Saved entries

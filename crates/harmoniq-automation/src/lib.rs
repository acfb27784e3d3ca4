//! Harmoniq Automation
//! ===================
//! Parameter automation for Harmoniq Studio: records, stores and plays back
//! the time-varying value of a single control parameter against the
//! transport, and mediates between the audio thread and the control/UI
//! thread.
//!
//! The audio thread only ever touches atomics, a try-lock read of the curve
//! and a lock-free sample queue. Everything that allocates or blocks (merging
//! recorded passes, undo snapshots, notifications) happens on the control
//! thread.
//!
//! ```
//! use std::sync::Arc;
//! use harmoniq_automation::{
//!     AutoState, AutomationList, ConstantTempo, ParameterDescriptor, ParameterId, TimePos,
//! };
//!
//! let list = AutomationList::new(
//!     ParameterId::new(0, 0, 1),
//!     ParameterDescriptor::new(0.0, 1.0, 0.5),
//!     Arc::new(ConstantTempo::default()),
//! );
//! let mut writer = list.take_writer().expect("writer");
//!
//! list.set_automation_state(AutoState::Touch);
//! list.start_touch(TimePos::Audio(0));
//! writer.write(0, 0.25);
//! writer.write(1_000, 0.75);
//! list.stop_touch(TimePos::Audio(1_000));
//!
//! assert_eq!(list.len(), 2);
//! assert!(list.should_play_back());
//! ```

pub mod config;
pub mod curve;
pub mod error;
pub mod history;
pub mod list;
pub mod mode;
pub mod node;
pub mod parameter;
pub mod record;
pub mod signal;
pub mod time;
pub mod touch;

pub use config::{AutomationConfig, EmptyPassPolicy};
pub use curve::{ControlEvent, ControlList, InterpolationStyle};
pub use error::{StateError, TimeError};
pub use history::{MementoCommand, UndoSink};
pub use list::{automation_list_created, AutomationList};
pub use mode::{AtomicAutoState, AutoState};
pub use node::{AutomationNode, CURRENT_STATE_VERSION};
pub use parameter::{ParameterDescriptor, ParameterId};
pub use record::{thin, PassCommit, SampleWriter, WritePass};
pub use signal::{Signal, Subscription};
pub use time::{
    current_sample_rate, samples_to_superclock, set_sample_rate_provider,
    set_superclock_ticks_per_second, superclock_per_sample, superclock_ticks_per_second,
    superclock_to_samples, ConstantTempo, Superclock, Tempo, TimeDomainProvider, TimePos,
    TICKS_PER_BEAT,
};
pub use touch::TouchTracker;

#### ABOUT THIS TASK:
Please work out how many lines of the data include the string "thread" and reply with the number alone.

#### FINISHED EXERCISE:
4